> [The task] Every line below should be given again without alteration.

> [Entries shown]

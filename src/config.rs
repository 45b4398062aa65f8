use config::{Config, ConfigError, Environment, File};
use serde::Deserialize;

#[derive(Debug, Deserialize, Clone)]
pub struct Settings {
    pub server_url: String,
    pub password: Option<String>,
    pub log_level: String,
}

impl Settings {
    pub fn new() -> Result<Self, ConfigError> {
        let builder = Config::builder()
            // Default settings
            .set_default("server_url", "http://127.0.0.1:8080")?
            .set_default("log_level", "info")?
            // Config file (optional)
            .add_source(File::with_name("config").required(false))
            // Environment variables (e.g. MEDOWN_PASSWORD=secret)
            .add_source(Environment::with_prefix("MEDOWN"));

        builder.build()?.try_deserialize()
    }
}
//! In-process stand-in for a medownloader server, used by the client,
//! session, and poll-loop tests. Mirrors the real server's routes, status
//! codes, cookie session, and `{"err": ...}` error bodies.

use std::sync::{Arc, Mutex};

use axum::body::Bytes;
use axum::extract::{Path, State};
use axum::http::{HeaderMap, StatusCode, header};
use axum::response::{IntoResponse, Response};
use axum::routing::{get, post};
use axum::{Json, Router};

use crate::model::{AddedFile, DownloadRecord};

const PASSWORD: &str = "password";
const TOKEN: &str = "stub-session-token";
const COOKIE_NAME: &str = "medownloader_token";

#[derive(Default)]
struct Inner {
    authed: bool,
    downloads: Vec<DownloadRecord>,
    fail_lists: usize,
    add_calls: usize,
    next_id: i64,
}

type Shared = Arc<Mutex<Inner>>;

pub struct StubServer {
    pub base_url: String,
    state: Shared,
}

impl StubServer {
    pub async fn spawn() -> Self {
        let state: Shared = Arc::new(Mutex::new(Inner::default()));
        let app = Router::new()
            .route("/api/login", post(login))
            .route("/api/logout", get(logout))
            .route("/api/downloads", get(list_downloads))
            .route("/api/info", get(dir_info))
            .route("/api/toggle/{id}", get(toggle))
            .route("/api/delete/{id}", get(delete))
            .route("/api/add", post(add))
            .with_state(state.clone());

        let listener = tokio::net::TcpListener::bind("127.0.0.1:0").await.unwrap();
        let addr = listener.local_addr().unwrap();
        tokio::spawn(async move {
            axum::serve(listener, app).await.unwrap();
        });

        Self {
            base_url: format!("http://{addr}"),
            state,
        }
    }

    pub fn push_download(&self, id: i64, filename: &str, downloaded: i64, size: i64) {
        let mut inner = self.state.lock().unwrap();
        inner.downloads.push(DownloadRecord {
            id,
            filename: filename.to_string(),
            active: true,
            downloaded,
            size,
            ..Default::default()
        });
        inner.next_id = inner.next_id.max(id + 1);
    }

    pub fn set_downloaded(&self, id: i64, bytes: i64) {
        let mut inner = self.state.lock().unwrap();
        if let Some(d) = inner.downloads.iter_mut().find(|d| d.id == id) {
            d.downloaded = bytes;
        }
    }

    /// Make the next `n` list requests answer 500.
    pub fn fail_lists(&self, n: usize) {
        self.state.lock().unwrap().fail_lists = n;
    }

    pub fn add_calls(&self) -> usize {
        self.state.lock().unwrap().add_calls
    }
}

fn authed(state: &Shared, headers: &HeaderMap) -> bool {
    if !state.lock().unwrap().authed {
        return false;
    }
    headers
        .get(header::COOKIE)
        .and_then(|v| v.to_str().ok())
        .is_some_and(|cookies| cookies.contains(&format!("{COOKIE_NAME}={TOKEN}")))
}

fn unauthorized() -> Response {
    (
        StatusCode::UNAUTHORIZED,
        Json(serde_json::json!({ "err": "session token not valid / not provided" })),
    )
        .into_response()
}

fn err_response(status: StatusCode, msg: &str) -> Response {
    (status, Json(serde_json::json!({ "err": msg }))).into_response()
}

async fn login(State(state): State<Shared>, headers: HeaderMap, body: Bytes) -> Response {
    if authed(&state, &headers) {
        return (StatusCode::OK, Json(serde_json::json!({ "msg": "OK" }))).into_response();
    }

    let password = serde_json::from_slice::<serde_json::Value>(&body)
        .ok()
        .and_then(|v| v.get("password").and_then(|p| p.as_str()).map(String::from))
        .unwrap_or_default();

    if password != PASSWORD {
        return err_response(StatusCode::UNAUTHORIZED, "incorrect password");
    }

    state.lock().unwrap().authed = true;
    (
        StatusCode::OK,
        [(
            header::SET_COOKIE,
            format!("{COOKIE_NAME}={TOKEN}; Path=/"),
        )],
        Json(serde_json::json!({ "msg": "ok" })),
    )
        .into_response()
}

async fn logout(State(state): State<Shared>, headers: HeaderMap) -> Response {
    if authed(&state, &headers) {
        state.lock().unwrap().authed = false;
    }
    StatusCode::OK.into_response()
}

async fn list_downloads(State(state): State<Shared>, headers: HeaderMap) -> Response {
    if !authed(&state, &headers) {
        return unauthorized();
    }
    let mut inner = state.lock().unwrap();
    if inner.fail_lists > 0 {
        inner.fail_lists -= 1;
        return err_response(StatusCode::INTERNAL_SERVER_ERROR, "internal error");
    }
    (StatusCode::ACCEPTED, Json(inner.downloads.clone())).into_response()
}

async fn dir_info(State(state): State<Shared>, headers: HeaderMap) -> Response {
    if !authed(&state, &headers) {
        return unauthorized();
    }
    (
        StatusCode::OK,
        Json(serde_json::json!({ "path": "/downloads", "freeSpace": "12.00 GB" })),
    )
        .into_response()
}

async fn toggle(State(state): State<Shared>, headers: HeaderMap, Path(id): Path<i64>) -> Response {
    if !authed(&state, &headers) {
        return unauthorized();
    }
    let mut inner = state.lock().unwrap();
    match inner.downloads.iter_mut().find(|d| d.id == id) {
        Some(d) => {
            if d.active {
                d.active = false;
            } else if !d.completed {
                d.active = true;
            }
            StatusCode::OK.into_response()
        }
        None => err_response(
            StatusCode::INTERNAL_SERVER_ERROR,
            &format!("downloadItem with id:{id} not found"),
        ),
    }
}

async fn delete(State(state): State<Shared>, headers: HeaderMap, Path(id): Path<i64>) -> Response {
    if !authed(&state, &headers) {
        return unauthorized();
    }
    let mut inner = state.lock().unwrap();
    let before = inner.downloads.len();
    inner.downloads.retain(|d| d.id != id);
    if inner.downloads.len() == before {
        return err_response(
            StatusCode::INTERNAL_SERVER_ERROR,
            &format!("downloadItem with id:{id} not found"),
        );
    }
    (StatusCode::OK, Json(serde_json::json!("removed"))).into_response()
}

async fn add(State(state): State<Shared>, headers: HeaderMap, body: Bytes) -> Response {
    if !authed(&state, &headers) {
        return unauthorized();
    }
    state.lock().unwrap().add_calls += 1;

    let req = match serde_json::from_slice::<crate::model::AddRequest>(&body) {
        Ok(req) => req,
        Err(_) => return err_response(StatusCode::BAD_REQUEST, "url is invalid"),
    };
    if !req.url.starts_with("http://") && !req.url.starts_with("https://") {
        return err_response(StatusCode::BAD_REQUEST, "url is invalid");
    }

    let filename = if req.filename.is_empty() {
        req.url.rsplit('/').next().unwrap_or("download").to_string()
    } else {
        req.filename.clone()
    };

    let mut inner = state.lock().unwrap();
    let id = inner.next_id;
    inner.next_id += 1;
    inner.downloads.push(DownloadRecord {
        id,
        url: req.url,
        filename: filename.clone(),
        active: true,
        ..Default::default()
    });

    (StatusCode::ACCEPTED, Json(AddedFile { id, filename })).into_response()
}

> [Exercise result]
filename src/config.rs
repository 45b4398062aa65f8
use config::{Config, ConfigError, Environment, File};
use serde::Deserialize;

#[derive(Debug, Deserialize, Clone)]
pub struct Settings {
    pub server_url: String,
    pub password: Option<String>,
    pub log_level: String,
}

impl Settings {
    pub fn new() -> Result<Self, ConfigError> {
        let builder = Config::builder()
            // Default settings
            .set_default("server_url", "http://127.0.0.1:8080")?
            .set_default("log_level", "info")?
            // Config file (optional)
            .add_source(File::with_name("config").required(false))
            // Environment variables (e.g. MEDOWN_PASSWORD=secret)
            .add_source(Environment::with_prefix("MEDOWN"));

        builder.build()?.try_deserialize()
    }
}
//! In-process stand-in for a medownloader server, used by the client,
//! session, and poll-loop tests. Mirrors the real server's routes, status
//! codes, cookie session, and `{"err": ...}` error bodies.

use std::sync::{Arc, Mutex};

use axum::body::Bytes;
use axum::extract::{Path, State};
use axum::http::{HeaderMap, StatusCode, header};
use axum::response::{IntoResponse, Response};
use axum::routing::{get, post};
use axum::{Json, Router};

use crate::model::{AddedFile, DownloadRecord};

const PASSWORD: &str = "password";
const TOKEN: &str = "stub-session-token";
const COOKIE_NAME: &str = "medownloader_token";

#[derive(Default)]
struct Inner {
    authed: bool,
    downloads: Vec<DownloadRecord>,
    fail_lists: usize,
    add_calls: usize,
    next_id: i64,
}

type Shared = Arc<Mutex<Inner>>;

pub struct StubServer {
    pub base_url: String,
    state: Shared,
}

impl StubServer {
    pub async fn spawn() -> Self {
        let state: Shared = Arc::new(Mutex::new(Inner::default()));
        let app = Router::new()
            .route("/api/login", post(login))
            .route("/api/logout", get(logout))
            .route("/api/downloads", get(list_downloads))
            .route("/api/info", get(dir_info))
            .route("/api/toggle/{id}", get(toggle))
            .route("/api/delete/{id}", get(delete))
            .route("/api/add", post(add))
            .with_state(state.clone());

        let listener = tokio::net::TcpListener::bind("127.0.0.1:0").await.unwrap();
        let addr = listener.local_addr().unwrap();
        tokio::spawn(async move {
            axum::serve(listener, app).await.unwrap();
        });

        Self {
            base_url: format!("http://{addr}"),
            state,
        }
    }

    pub fn push_download(&self, id: i64, filename: &str, downloaded: i64, size: i64) {
        let mut inner = self.state.lock().unwrap();
        inner.downloads.push(DownloadRecord {
            id,
            filename: filename.to_string(),
            active: true,
            downloaded,
            size,
            ..Default::default()
        });
        inner.next_id = inner.next_id.max(id + 1);
    }

    pub fn set_downloaded(&self, id: i64, bytes: i64) {
        let mut inner = self.state.lock().unwrap();
        if let Some(d) = inner.downloads.iter_mut().find(|d| d.id == id) {
            d.downloaded = bytes;
        }
    }

    /// Make the next `n` list requests answer 500.
    pub fn fail_lists(&self, n: usize) {
        self.state.lock().unwrap().fail_lists = n;
    }

    pub fn add_calls(&self) -> usize {
        self.state.lock().unwrap().add_calls
    }
}

fn authed(state: &Shared, headers: &HeaderMap) -> bool {
    if !state.lock().unwrap().authed {
        return false;
    }
    headers
        .get(header::COOKIE)
        .and_then(|v| v.to_str().ok())
        .is_some_and(|cookies| cookies.contains(&format!("{COOKIE_NAME}={TOKEN}")))
}

fn unauthorized() -> Response {
    (
        StatusCode::UNAUTHORIZED,
        Json(serde_json::json!({ "err": "session token not valid / not provided" })),
    )
        .into_response()
}

fn err_response(status: StatusCode, msg: &str) -> Response {
    (status, Json(serde_json::json!({ "err": msg }))).into_response()
}

async fn login(State(state): State<Shared>, headers: HeaderMap, body: Bytes) -> Response {
    if authed(&state, &headers) {
        return (StatusCode::OK, Json(serde_json::json!({ "msg": "OK" }))).into_response();
    }

    let password = serde_json::from_slice::<serde_json::Value>(&body)
        .ok()
        .and_then(|v| v.get("password").and_then(|p| p.as_str()).map(String::from))
        .unwrap_or_default();

    if password != PASSWORD {
        return err_response(StatusCode::UNAUTHORIZED, "incorrect password");
    }

    state.lock().unwrap().authed = true;
    (
        StatusCode::OK,
        [(
            header::SET_COOKIE,
            format!("{COOKIE_NAME}={TOKEN}; Path=/"),
        )],
        Json(serde_json::json!({ "msg": "ok" })),
    )
        .into_response()
}

async fn logout(State(state): State<Shared>, headers: HeaderMap) -> Response {
    if authed(&state, &headers) {
        state.lock().unwrap().authed = false;
    }
    StatusCode::OK.into_response()
}

async fn list_downloads(State(state): State<Shared>, headers: HeaderMap) -> Response {
    if !authed(&state, &headers) {
        return unauthorized();
    }
    let mut inner = state.lock().unwrap();
    if inner.fail_lists > 0 {
        inner.fail_lists -= 1;
        return err_response(StatusCode::INTERNAL_SERVER_ERROR, "internal error");
    }
    (StatusCode::ACCEPTED, Json(inner.downloads.clone())).into_response()
}

async fn dir_info(State(state): State<Shared>, headers: HeaderMap) -> Response {
    if !authed(&state, &headers) {
        return unauthorized();
    }
    (
        StatusCode::OK,
        Json(serde_json::json!({ "path": "/downloads", "freeSpace": "12.00 GB" })),
    )
        .into_response()
}

async fn toggle(State(state): State<Shared>, headers: HeaderMap, Path(id): Path<i64>) -> Response {
    if !authed(&state, &headers) {
        return unauthorized();
    }
    let mut inner = state.lock().unwrap();
    match inner.downloads.iter_mut().find(|d| d.id == id) {
        Some(d) => {
            if d.active {
                d.active = false;
            } else if !d.completed {
                d.active = true;
            }
            StatusCode::OK.into_response()
        }
        None => err_response(
            StatusCode::INTERNAL_SERVER_ERROR,
            &format!("downloadItem with id:{id} not found"),
        ),
    }
}

async fn delete(State(state): State<Shared>, headers: HeaderMap, Path(id): Path<i64>) -> Response {
    if !authed(&state, &headers) {
        return unauthorized();
    }
    let mut inner = state.lock().unwrap();
    let before = inner.downloads.len();
    inner.downloads.retain(|d| d.id != id);
    if inner.downloads.len() == before {
        return err_response(
            StatusCode::INTERNAL_SERVER_ERROR,
            &format!("downloadItem with id:{id} not found"),
        );
    }
    (StatusCode::OK, Json(serde_json::json!("removed"))).into_response()
}

async fn add(State(state): State<Shared>, headers: HeaderMap, body: Bytes) -> Response {
    if !authed(&state, &headers) {
        return unauthorized();
    }
    state.lock().unwrap().add_calls += 1;

    let req = match serde_json::from_slice::<crate::model::AddRequest>(&body) {
        Ok(req) => req,
        Err(_) => return err_response(StatusCode::BAD_REQUEST, "url is invalid"),
    };
    if !req.url.starts_with("http://") && !req.url.starts_with("https://") {
        return err_response(StatusCode::BAD_REQUEST, "url is invalid");
    }

    let filename = if req.filename.is_empty() {
        req.url.rsplit('/').next().unwrap_or("download").to_string()
    } else {
        req.filename.clone()
    };

    let mut inner = state.lock().unwrap();
    let id = inner.next_id;
    inner.next_id += 1;
    inner.downloads.push(DownloadRecord {
        id,
        url: req.url,
        filename: filename.clone(),
        active: true,
        ..Default::default()
    });

    (StatusCode::ACCEPTED, Json(AddedFile { id, filename })).into_response()
}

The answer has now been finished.